A wry, old dynamo named James Bond happens to be stirred, not shaken, by Skyfall. In fact, he feels it’s the best Bond film ever made. I’m talking about Sir Roger Moore, who played the unflappable agent in seven films, from Live and Let Die to A View to a Kill, and who reigns as the longest-running Bond to date (and that includes Judi Dench.)
The 85-year-old icon swept into town to promote his new book, Bond on Bond: Reflections on 50 Years of James Bond Movies, and, naturally, we totally Bonded.
Chatting with me from the St. Regis (where he was staying under an assumed name), Moore said: “I think the Bond films are in a slightly different realm with Skyfall. It’s suddenly become the best Bond for me. Daniel Craig is a marvelous actor and very convincing. I played Bond as a lover and Sean Connery played him as a killer, but now I’m convinced that the killer is Daniel Craig. And he’s also vulnerable.”
But Moore was a fan before Craig even sipped his first screen vodka martini. He said that when the hate campaign against the actor began in 2005: “I used to send him messages through a friend, saying ‘Don’t let the bastards get at you.’ I don’t see why they attacked him. He’s terrific.”
So true—and Craig is never the least bit self-conscious about showing off his tight body in the pursuit of mystery solving. He’s 007 and a half. But Skyfall happens to have a bisexual villain (rivetingly played by Javier Bardem with frosted hair and taunting hands). Is it OK for LGBTs to like Bond films? “I’ve never heard any gay friend who said he didn’t like them,” related Sir Roger, who sounds so authoritative you can’t really argue with anything he says.
The four-times-married star remembered that when he landed the role way back in 1973, his old TV producer, Lew Grade, warned him, “It will ruin your career, my boy.” “So it did,” Moore deadpanned to me. “It ruined it.”
Not quite. Moore’s septet of Bond films made him even more wildly famous. He recalled that after his first one, Live and Let Die, “they had options to do three with me. They sort of got stuck. I’m just too appealing!” typically flipping from self-deprecation to mock self-congratulation. But come on, Sir Roger. Why the long face? “I’ve got a lot to be self-deprecating about,” he claimed in defense. “And it helps. I figure I’ll say something wrong about me before anyone else does.” It never seems to occur to the man that no one would.
A long-running presence who has won a couple of who’s-your-favorite-Bond polls should probably have a healthier ego, especially because his name has long been synonymous with urbane, cheeky charm. Moore did concede that his Bond memories are rosy, not bitter. Still, one dark moment was having to push a Thai boy off the boat in 1974’s The Man With the Golden Gun. “I’m not proud of that,” he admitted. “Twenty-one years since starting as a UNICEF goodwill ambassador, it struck me as terrible to knock a poor child into the water.

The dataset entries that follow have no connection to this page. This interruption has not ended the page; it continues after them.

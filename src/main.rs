use std::net::SocketAddr;
use std::sync::Arc;

use anyhow::Context;
use tracing::{error, info};
use tracing_subscriber::EnvFilter;

use collection_api::config;
use collection_api::database::{spawn_keepalive, DatabaseManager, PgStore, Store};
use collection_api::middleware::cors_layer;
use collection_api::server::{app, shutdown_signal, AppState, FatalFlag};

#[tokio::main]
async fn main() -> anyhow::Result<()> {
    // Load .env if present so cargo run picks up DB_HOST, DB_NAME, etc.
    let _ = dotenvy::dotenv();

    tracing_subscriber::fmt()
        .with_env_filter(
            EnvFilter::try_from_default_env()
                .unwrap_or_else(|_| EnvFilter::new("collection_api=info,tower_http=info")),
        )
        .init();

    let config = config::config();
    info!("Starting collection API in {:?} mode", config.environment);

    let fatal = FatalFlag::new();
    fatal.install_panic_hook();

    // Never start half-ready: the store must answer before we bind
    let manager = DatabaseManager::connect_lazy(&config.database);
    if let Err(e) = manager.probe().await {
        error!("Database unreachable at startup: {}", e);
        std::process::exit(1);
    }
    info!("Database connection verified");

    let store: Arc<dyn Store> = Arc::new(PgStore::new(&manager));
    let keepalive = spawn_keepalive(store.clone(), config.database.keepalive_interval());

    let cors = cors_layer(config).context("invalid CORS_DEV_ORIGIN")?;
    let app = app(AppState::new(store), cors);

    let bind_addr = SocketAddr::from(([0, 0, 0, 0], config.server.port));
    let listener = tokio::net::TcpListener::bind(bind_addr)
        .await
        .with_context(|| format!("failed to bind {}", bind_addr))?;

    info!("Collection API listening on http://{}", bind_addr);

    axum::serve(listener, app)
        .with_graceful_shutdown(shutdown_signal(fatal.clone()))
        .await
        .context("server error")?;

    keepalive.abort();
    manager.close().await;

    let code = fatal.exit_code();
    if code != 0 {
        error!("Exiting after fatal fault");
        std::process::exit(code);
    }

    info!("Shutdown complete");
    Ok(())
}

The director, Guy Hamilton, was always anxious to make me look a little tougher. I twisted Maud Adams‘s arm in the same movie, and I thought I’d break it. He was trying to get a rough element in me, which was very unlikely.”
It came more naturally to a previous Bond, George Lazenby, a frisky, inexperienced model who demanded the role in 1969 and somehow got it. Amid the violence, gadgetry, and beautiful women, Lazenby did OK, but Moore told me Lazenby became problematic off-screen, later blaming it on having been told by a producer to act like a movie star!

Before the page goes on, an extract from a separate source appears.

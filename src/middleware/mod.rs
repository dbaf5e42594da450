pub mod cors;

pub use cors::cors_layer;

Not so Sir Roger, who has made a franchise out of his own humility. Granted, he might have been a little profligate in the spending department. In fact, when I asked him what his legacy will be, Moore replied, “He should have saved his money.”
A star of a way younger franchise—Twilight—gets a moderately budgeted art film in On the Road, Walter Salles‘s atmospheric adaptation of Jack Kerouac’s 1957 novel about postwar drifters exploring, creating, and having lots of sex. Kristen Stewart plays the lady love of the Neal Cassady character and told a screening crowd last week that she would have done anything in this movie—even crew work—just to be involved with it (short of pushing a Thai boy into the water, I guess).

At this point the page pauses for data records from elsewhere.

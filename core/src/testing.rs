//! In-memory transport for tests.
//!
//! `ScriptedTransport` replays queued responses in FIFO order and records
//! every request it sees, so tests can assert both what the client sent and
//! that nothing was sent at all.

use std::collections::VecDeque;
use std::sync::Arc;

use parking_lot::Mutex;
use serde_json::Value;

use crate::client::ApiClient;
use crate::config::ClientConfig;
use crate::http::{canonical_reason, HttpRequest, HttpResponse};
use crate::session::SessionContext;
use crate::transport::{Transport, TransportError};

#[derive(Debug, Clone)]
enum Scripted {
    Response(HttpResponse),
    Failure(String),
}

#[derive(Debug, Default)]
pub struct ScriptedTransport {
    queue: Mutex<VecDeque<Scripted>>,
    fallback: Mutex<Option<Scripted>>,
    requests: Mutex<Vec<HttpRequest>>,
}

impl ScriptedTransport {
    pub fn new() -> Self {
        Self::default()
    }

    pub fn push_response(&self, response: HttpResponse) -> &Self {
        self.queue.lock().push_back(Scripted::Response(response));
        self
    }

    pub fn push_json(&self, status: u16, body: Value) -> &Self {
        self.push_response(HttpResponse::json(status, body.to_string()))
    }

    /// Queue a plain-text response with the given content type.
    pub fn push_text(&self, status: u16, content_type: &str, body: &str) -> &Self {
        self.push_response(HttpResponse {
            status,
            status_text: canonical_reason(status).to_string(),
            headers: vec![("content-type".to_string(), content_type.to_string())],
            body: body.to_string(),
        })
    }

    pub fn push_network_failure(&self, cause: &str) -> &Self {
        self.queue.lock().push_back(Scripted::Failure(cause.to_string()));
        self
    }

    /// Response returned whenever the queue is empty.
    pub fn always_json(&self, status: u16, body: Value) -> &Self {
        *self.fallback.lock() = Some(Scripted::Response(HttpResponse::json(status, body.to_string())));
        self
    }

    pub fn requests(&self) -> Vec<HttpRequest> {
        self.requests.lock().clone()
    }

    pub fn request_count(&self) -> usize {
        self.requests.lock().len()
    }

    pub fn last_request(&self) -> Option<HttpRequest> {
        self.requests.lock().last().cloned()
    }
}

impl Transport for ScriptedTransport {
    fn execute(&self, request: &HttpRequest) -> Result<HttpResponse, TransportError> {
        self.requests.lock().push(request.clone());
        let next = self.queue.lock().pop_front().or_else(|| self.fallback.lock().clone());
        match next {
            Some(Scripted::Response(response)) => Ok(response),
            Some(Scripted::Failure(cause)) => Err(TransportError(cause)),
            None => Err(TransportError(format!(
                "no scripted response for {} {}",
                request.method, request.endpoint
            ))),
        }
    }
}

/// Client wired to a fresh scripted transport and in-memory session.
pub fn scripted_client() -> (ApiClient, Arc<ScriptedTransport>, SessionContext) {
    let transport = Arc::new(ScriptedTransport::new());
    let session = SessionContext::in_memory();
    let client = ApiClient::new(
        ClientConfig::new("http://api.test"),
        session.clone(),
        transport.clone(),
    );
    (client, transport, session)
}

At the after-dinner at Circo, the leather-jacketed actress told me she loved the book when she first read it as a freshman. “It made me realize you get to choose the people you surround yourself with,” she remembered. “It’s easy to get comfortable and a little bored with your friends.” “I feel like I’m boring you right now,” I cracked, and she laughed and said, “What are you talking about?”
Talk about a good sport! The anti-Lazenby, Kristen went table to table and greeted every person, even posing for photos when requested. Director Salles praised her affinity for “roles that trespass borders,” as well as her avid sense of commitment. He told me he cast Kristen before Twilight, but she stayed attached to the project through the years. Did her price zoom up? “No,” he said. “No actors were truly paid on this film. They worked on scale.” I hope she at least got a vodka-martini doggie bag from Circo—though there was no bag big enough for the elephant in the room: her endlessly intriguing love life.